Still, it’s clear that the pandemic has hit the shell hard, but I can still identify some positive points that are moving forward. First, the company was able to reduce operating costs by 12%, but in the future there may be opportunities for further reductions. This can help your company increase profitability in the long run. Second, Shell demonstrates its commitment to renewable energy. That deal to buy Ubitricity Shows this and may help alleviate shareholder concerns that the company is not adapting to the future. Finally, there is room for more dividends. In fact, the third quarter trading renewal last October raised dividends by 4%. If our business performance improves, we will continue to strive to give back to our shareholders.
Due to these slightly improved fate, I hold my shell stock for now. This is despite the many hurdles the company faces, including the fact that its net debt exceeds $ 75 billion. For companies struggling with profitability, this can hinder the transition to renewable energy and the ability of oil stocks to return large sums of money to shareholders.
Transition of oil stock to renewable energy
Compared to many other oil stocks, BP has announced a faster transition to renewable energy. In the long run, I’m confident that this will help boost profits and extend the life of the company. However, it takes time to make a profit from this part of the business.

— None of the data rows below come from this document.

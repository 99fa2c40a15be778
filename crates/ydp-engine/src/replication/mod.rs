//! Replication to consumer replica groups
//!
//! The dispatcher replays the merge-store change log above each target's
//! watermark. Targets speak through per-dialect adapters behind
//! [`ReplicaTarget`]; the dispatcher never sees SQL.

mod dialect;
mod dispatcher;
mod memory;
mod postgres;
mod sqlserver;
mod target;

use async_trait::async_trait;
use sqlx::postgres::PgConnectOptions;
use std::collections::HashMap;
use std::sync::{Arc, Mutex};
use std::time::Duration;

use ydp_common::model::{ContainerKind, Credential, DataContainer};

use crate::connector::{user_password, CredentialStore};

pub use dialect::{PostgresDialect, SqlDialect, SqlServerDialect, OPEN_VERSION, WATERMARK_TABLE};
pub use dispatcher::{ReplicateOutcome, ReplicationDispatcher, TargetReport, ViewReport};
pub use memory::{MemoryReplicaTarget, MemoryTargetProvider};
pub use postgres::PgReplicaTarget;
pub use sqlserver::SqlServerReplicaTarget;
pub use target::{
    ReplicaTarget, RowOp, RowSet, TableSpec, TargetError, TargetProvider, WriteMode, BATCH_IN_COLUMN,
    BATCH_OUT_COLUMN,
};

/// Connects Postgres and SQL Server containers, keeping one open target per
/// container
pub struct DatabaseTargetProvider {
    credentials: Arc<dyn CredentialStore>,
    connect_timeout: Duration,
    open: Mutex<HashMap<String, Arc<dyn ReplicaTarget>>>,
}

impl DatabaseTargetProvider {
    pub fn new(credentials: Arc<dyn CredentialStore>, connect_timeout: Duration) -> Self {
        Self {
            credentials,
            connect_timeout,
            open: Mutex::new(HashMap::new()),
        }
    }
}

#[async_trait]
impl TargetProvider for DatabaseTargetProvider {
    async fn connect(
        &self,
        container: &DataContainer,
        credential: &Credential,
    ) -> Result<Arc<dyn ReplicaTarget>, TargetError> {
        let cached = self
            .open
            .lock()
            .unwrap_or_else(|e| e.into_inner())
            .get(&container.name)
            .cloned();
        if let Some(open) = cached {
            return Ok(open);
        }

        let secret = self
            .credentials
            .resolve(credential)
            .map_err(|e| TargetError::Auth(e.to_string()))?;
        let (user, password) = user_password(credential, secret).map_err(|e| TargetError::Auth(e.to_string()))?;

        let target: Arc<dyn ReplicaTarget> = match container.kind {
            ContainerKind::Postgres => {
                let options = PgConnectOptions::new()
                    .host(&container.host_port.host)
                    .port(container.host_port.port)
                    .database(&container.database)
                    .username(&user)
                    .password(&password);
                Arc::new(PgReplicaTarget::connect(&container.name, options, self.connect_timeout).await?)
            },
            ContainerKind::SqlServer => Arc::new(
                SqlServerReplicaTarget::connect(container, &user, &password, self.connect_timeout).await?,
            ),
            ContainerKind::Oracle | ContainerKind::Db2 => {
                return Err(TargetError::Unsupported(format!(
                    "{} container {} has no replica adapter",
                    container.kind, container.name
                )));
            },
        };

        self.open
            .lock()
            .unwrap_or_else(|e| e.into_inner())
            .insert(container.name.clone(), target.clone());
        Ok(target)
    }

    fn invalidate(&self, container: &str) {
        self.open.lock().unwrap_or_else(|e| e.into_inner()).remove(container);
    }
}
//! Configuration loading, parsing, and validation.

mod loader;
mod types;
mod validation;

pub use loader::{ConfigError, load_config, parse_config};
pub use types::*;
pub use validation::validate_config;
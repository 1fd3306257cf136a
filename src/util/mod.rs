//! Utility functions and helpers.

mod logging;
mod request_id;
mod shutdown;

pub use logging::init_logging;
pub use request_id::RequestId;
pub use shutdown::ShutdownSignal;
//! Graceful shutdown handling.

use tokio::sync::broadcast;

/// Fan-out shutdown notification for the listener and background tasks.
#[derive(Clone, Debug)]
pub struct ShutdownSignal {
    sender: broadcast::Sender<()>,
}

impl ShutdownSignal {
    /// Create a new shutdown signal.
    pub fn new() -> Self {
        let (sender, _) = broadcast::channel(1);
        Self { sender }
    }

    /// Subscribe to shutdown notifications.
    pub fn subscribe(&self) -> broadcast::Receiver<()> {
        self.sender.subscribe()
    }

    /// Notify every subscriber. Subscribers created afterwards are not notified.
    pub fn shutdown(&self) {
        let _ = self.sender.send(());
    }
}

impl Default for ShutdownSignal {
    fn default() -> Self {
        Self::new()
    }
}
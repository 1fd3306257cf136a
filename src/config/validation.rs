//! Configuration validation.

use crate::config::Config;

/// Validate the configuration.
///
/// Checks for:
/// - A metrics path that starts with `/` and is not `/` itself
/// - Non-empty, finite, positive, strictly increasing latency buckets
/// - Non-zero pending timeout, sweep interval and connect timeout
/// - Non-empty entrypoint, host and upstream names
/// - A known log level
///
/// # Returns
///
/// `Ok(())` if valid, or every problem found joined by `; `.
pub fn validate_config(config: &Config) -> Result<(), String> {
    let mut errors = Vec::new();

    // Metrics path
    let path = &config.metrics.path;
    if !path.starts_with('/') || path.trim_end_matches('/').is_empty() {
        errors.push(format!(
            "metrics path '{}' must start with '/' and not be '/'",
            path
        ));
    }

    // Latency buckets
    let buckets = &config.metrics.latency_buckets;
    if buckets.is_empty() {
        errors.push("at least one latency bucket must be defined".to_string());
    }
    if buckets.iter().any(|b| !b.is_finite() || *b <= 0.0) {
        errors.push("latency buckets must be finite and positive".to_string());
    }
    if buckets.windows(2).any(|w| w[0] >= w[1]) {
        errors.push("latency buckets must be strictly increasing".to_string());
    }

    // Durations
    if config.metrics.pending_timeout.is_zero() {
        errors.push("metrics pending_timeout must be greater than zero".to_string());
    }
    if config.metrics.sweep_interval.is_zero() {
        errors.push("metrics sweep_interval must be greater than zero".to_string());
    }
    if config.upstream.connect_timeout.is_zero() {
        errors.push("upstream connect_timeout must be greater than zero".to_string());
    }

    // Label identities
    if config.server.name.is_empty() {
        errors.push("server name cannot be empty".to_string());
    }
    if config.server.host.is_empty() {
        errors.push("server host cannot be empty".to_string());
    }
    if config.upstream.name.is_empty() {
        errors.push("upstream name cannot be empty".to_string());
    }
    if config.upstream.name == "metrics" {
        errors.push("upstream name 'metrics' is reserved for the metrics endpoint".to_string());
    }

    // Validate log level
    let valid_levels = ["trace", "debug", "info", "warn", "error"];
    if !valid_levels.contains(&config.global.log_level.to_lowercase().as_str()) {
        errors.push(format!(
            "invalid log level '{}', must be one of: {}",
            config.global.log_level,
            valid_levels.join(", ")
        ));
    }

    if errors.is_empty() {
        Ok(())
    } else {
        Err(errors.join("; "))
    }
}
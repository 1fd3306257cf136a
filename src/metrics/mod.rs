//! Request metrics: instruments, lifecycle hook and exposition.

mod clock;
mod exposition;
mod hook;
mod lifecycle;
mod registry;
mod sweeper;
mod timer;

pub use clock::{Clock, ManualClock, SystemClock};
pub use exposition::{EXPOSITION_CONTENT_TYPE, MetricsEndpoint};
pub use hook::{
    DEFAULT_LATENCY_BUCKETS, HookSettings, HostLabels, LatencyBuckets, MetricsHook, Outcome,
    PoolSizes, REQ_CURRENT_COUNT, REQ_LATENCY_SECONDS, RequestLabels, SPLITS_THREAD_COUNT,
    WORKER_THREAD_COUNT,
};
pub use lifecycle::{RequestDescriptor, RequestLifecycle};
pub use registry::{InstrumentRegistry, RegistryError};
pub use sweeper::TimerSweeper;
pub use timer::{MissingTimerError, PendingRequestTimer};
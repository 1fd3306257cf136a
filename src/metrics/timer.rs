//! Pending request timers.
//!
//! One start timestamp per in-flight request, keyed by request id. Entries
//! are inserted when a request starts and removed exactly once when it
//! finishes, or by [`PendingRequestTimer::sweep`] if the request was
//! abandoned.

use crate::util::RequestId;
use dashmap::DashMap;
use dashmap::mapref::entry::Entry;
use std::time::{Duration, Instant};
use thiserror::Error;
use tracing::{debug, warn};

/// A request finished without a matching start.
#[derive(Debug, Clone, PartialEq, Eq, Error)]
#[error("no pending timer for request '{request_id}'")]
pub struct MissingTimerError {
    pub request_id: RequestId,
}

/// Concurrent map of request id to start time.
#[derive(Debug, Default)]
pub struct PendingRequestTimer {
    entries: DashMap<RequestId, Instant>,
}

impl PendingRequestTimer {
    pub fn new() -> Self {
        Self::default()
    }

    /// Record the start of `request_id`.
    ///
    /// Returns `false` if the id is already pending; the original start
    /// time is kept in that case.
    pub fn start(&self, request_id: &RequestId, at: Instant) -> bool {
        match self.entries.entry(request_id.clone()) {
            Entry::Occupied(_) => {
                warn!(request_id = %request_id, "request started twice; keeping first start time");
                false
            }
            Entry::Vacant(slot) => {
                slot.insert(at);
                true
            }
        }
    }

    /// Remove and return the start time of `request_id`.
    pub fn stop(&self, request_id: &RequestId) -> Result<Instant, MissingTimerError> {
        self.entries
            .remove(request_id)
            .map(|(_, started)| started)
            .ok_or_else(|| MissingTimerError {
                request_id: request_id.clone(),
            })
    }

    /// Evict entries started more than `max_age` before `now`.
    ///
    /// Returns the number of evicted entries.
    pub fn sweep(&self, now: Instant, max_age: Duration) -> usize {
        let mut evicted = 0;
        self.entries.retain(|request_id, started| {
            let keep = now.saturating_duration_since(*started) < max_age;
            if !keep {
                debug!(request_id = %request_id, "evicting abandoned request timer");
                evicted += 1;
            }
            keep
        });
        evicted
    }

    /// Number of in-flight requests being timed.
    pub fn len(&self) -> usize {
        self.entries.len()
    }

    pub fn is_empty(&self) -> bool {
        self.entries.is_empty()
    }

    pub fn contains(&self, request_id: &RequestId) -> bool {
        self.entries.contains_key(request_id)
    }
}

#[cfg(test)]
mod tests {
    use super::*;
    use std::sync::Arc;

    #[test]
    fn test_start_then_stop() {
        let timer = PendingRequestTimer::new();
        let id = RequestId::from("a");
        let t0 = Instant::now();

        assert!(timer.start(&id, t0));
        assert_eq!(timer.len(), 1);
        assert_eq!(timer.stop(&id), Ok(t0));
        assert!(timer.is_empty());
    }

    #[test]
    fn test_stop_twice_is_missing() {
        let timer = PendingRequestTimer::new();
        let id = RequestId::from("a");
        timer.start(&id, Instant::now());
        timer.stop(&id).unwrap();

        let err = timer.stop(&id).unwrap_err();
        assert_eq!(err.request_id, id);
        assert_eq!(err.to_string(), "no pending timer for request 'a'");
    }

    #[test]
    fn test_duplicate_start_keeps_first() {
        let timer = PendingRequestTimer::new();
        let id = RequestId::from("a");
        let t0 = Instant::now();

        assert!(timer.start(&id, t0));
        assert!(!timer.start(&id, t0 + Duration::from_secs(1)));
        assert_eq!(timer.len(), 1);
        assert_eq!(timer.stop(&id), Ok(t0));
    }

    #[test]
    fn test_missing_stop_leaves_others_alone() {
        let timer = PendingRequestTimer::new();
        let t0 = Instant::now();
        timer.start(&RequestId::from("a"), t0);
        timer.start(&RequestId::from("b"), t0);

        assert!(timer.stop(&RequestId::from("ghost")).is_err());
        assert_eq!(timer.len(), 2);
        assert!(timer.contains(&RequestId::from("a")));
        assert!(timer.contains(&RequestId::from("b")));
    }

    #[test]
    fn test_sweep_evicts_only_old_entries() {
        let timer = PendingRequestTimer::new();
        let t0 = Instant::now();
        timer.start(&RequestId::from("old"), t0);
        timer.start(&RequestId::from("new"), t0 + Duration::from_secs(50));

        let evicted = timer.sweep(t0 + Duration::from_secs(60), Duration::from_secs(30));

        assert_eq!(evicted, 1);
        assert!(!timer.contains(&RequestId::from("old")));
        assert!(timer.contains(&RequestId::from("new")));
    }

    #[test]
    fn test_concurrent_start_stop_drains() {
        let timer = Arc::new(PendingRequestTimer::new());
        let handles: Vec<_> = (0..8)
            .map(|t| {
                let timer = Arc::clone(&timer);
                std::thread::spawn(move || {
                    for i in 0..500 {
                        let id = RequestId::from_string(format!("{t}-{i}"));
                        assert!(timer.start(&id, Instant::now()));
                        assert!(timer.stop(&id).is_ok());
                    }
                })
            })
            .collect();

        for handle in handles {
            handle.join().unwrap();
        }
        assert!(timer.is_empty());
    }
}
//! HTTP forwarding to the application upstream.
//!
//! The application handler of the bundled host: every request the scrape
//! router does not claim is sent to the configured upstream over a fresh
//! HTTP/1.1 connection, and the upstream's response is returned as is.

use crate::config::UpstreamConfig;
use crate::router::{Handler, HandlerError, HandlerFuture, HttpResponse};
use bytes::Bytes;
use http_body_util::BodyExt;
use hyper::body::Body;
use hyper::header::{HOST, HeaderValue};
use hyper::{Request, Uri};
use hyper_util::rt::TokioIo;
use std::error::Error;
use std::net::SocketAddr;
use std::time::Duration;
use tokio::net::TcpStream;
use tracing::{debug, warn};

/// Address of the client that sent a request, stored in request extensions.
#[derive(Clone, Copy, Debug, PartialEq, Eq)]
pub struct ClientAddr(pub SocketAddr);

/// Forwards requests to a single upstream.
#[derive(Clone, Debug)]
pub struct UpstreamHandler {
    address: SocketAddr,
    connect_timeout: Duration,
}

impl UpstreamHandler {
    pub fn new(address: SocketAddr, connect_timeout: Duration) -> Self {
        Self {
            address,
            connect_timeout,
        }
    }

    pub fn from_config(config: &UpstreamConfig) -> Self {
        Self::new(config.address, config.connect_timeout)
    }

    pub fn address(&self) -> SocketAddr {
        self.address
    }
}

impl<B> Handler<B> for UpstreamHandler
where
    B: Body<Data = Bytes> + Send + 'static,
    B::Error: Into<Box<dyn Error + Send + Sync>>,
{
    fn call(&self, req: Request<B>) -> HandlerFuture {
        Box::pin(forward(req, self.address, self.connect_timeout))
    }
}

async fn forward<B>(
    mut req: Request<B>,
    address: SocketAddr,
    connect_timeout: Duration,
) -> Result<HttpResponse, HandlerError>
where
    B: Body<Data = Bytes> + Send + 'static,
    B::Error: Into<Box<dyn Error + Send + Sync>>,
{
    let stream = match tokio::time::timeout(connect_timeout, TcpStream::connect(address)).await {
        Ok(Ok(stream)) => stream,
        Ok(Err(source)) => {
            return Err(HandlerError::Connect {
                addr: address,
                source,
            });
        }
        Err(_) => return Err(HandlerError::ConnectTimeout(address)),
    };
    if let Err(e) = stream.set_nodelay(true) {
        warn!(upstream = %address, error = %e, "failed to set TCP_NODELAY on upstream connection");
    }

    let (mut sender, conn) = hyper::client::conn::http1::handshake(TokioIo::new(stream)).await?;

    // Drive the connection until the response body is consumed.
    tokio::spawn(async move {
        if let Err(e) = conn.await {
            warn!(error = %e, "upstream connection error");
        }
    });

    prepare_request(&mut req, address);
    debug!(upstream = %address, method = %req.method(), uri = %req.uri(), "forwarding request");

    let response = sender.send_request(req).await?;
    Ok(response.map(|body| body.boxed()))
}

/// Rewrite `req` for the upstream hop: origin-form URI, forwarding headers,
/// and a Host header when the client sent none.
fn prepare_request<B>(req: &mut Request<B>, upstream: SocketAddr) {
    let origin_form = req
        .uri()
        .path_and_query()
        .map(|pq| pq.as_str())
        .unwrap_or("/")
        .parse::<Uri>()
        .unwrap_or_else(|_| Uri::from_static("/"));
    *req.uri_mut() = origin_form;

    let client_ip = req
        .extensions()
        .get::<ClientAddr>()
        .map(|addr| addr.0.ip().to_string());
    let headers = req.headers_mut();

    if let Some(ip) = client_ip {
        if let Ok(value) = HeaderValue::from_str(&ip) {
            headers.insert("x-forwarded-for", value.clone());
            headers.insert("x-real-ip", value);
        }
    }

    if !headers.contains_key(HOST) {
        if let Ok(value) = HeaderValue::from_str(&upstream.to_string()) {
            headers.insert(HOST, value);
        }
    }
}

There is also the issue of debt. Currently, net debt is $ 39 billion, which is expected to increase further in the first half of 2021. This was due to severance pay, payment of the Gulf of Mexico oil spill, and the completion of an offshore wind joint venture. Equinor.. This makes BP more urgent to expand its operating cash flow and is primarily driven by soaring oil prices.
But I am confident in the future of BP stocks. Management looks strong enough to drive the transition to renewable energy, and current high oil prices should also help. Therefore, I hold a BP stake.
Stuart Blair owns shares in Royal Dutch Shell and BP. The Motley Fool UK does not have a position in any of the listed shares. The views expressed about the companies mentioned in this article are those of the author and may differ from the official recommendations made by subscription services such as Share Advisor, Hidden Winners, and Pro. Here at The Motley Fool, by examining different insights, Better investors than us.
Oil inventory is increasing! What are you doing with BP and Shell stocks?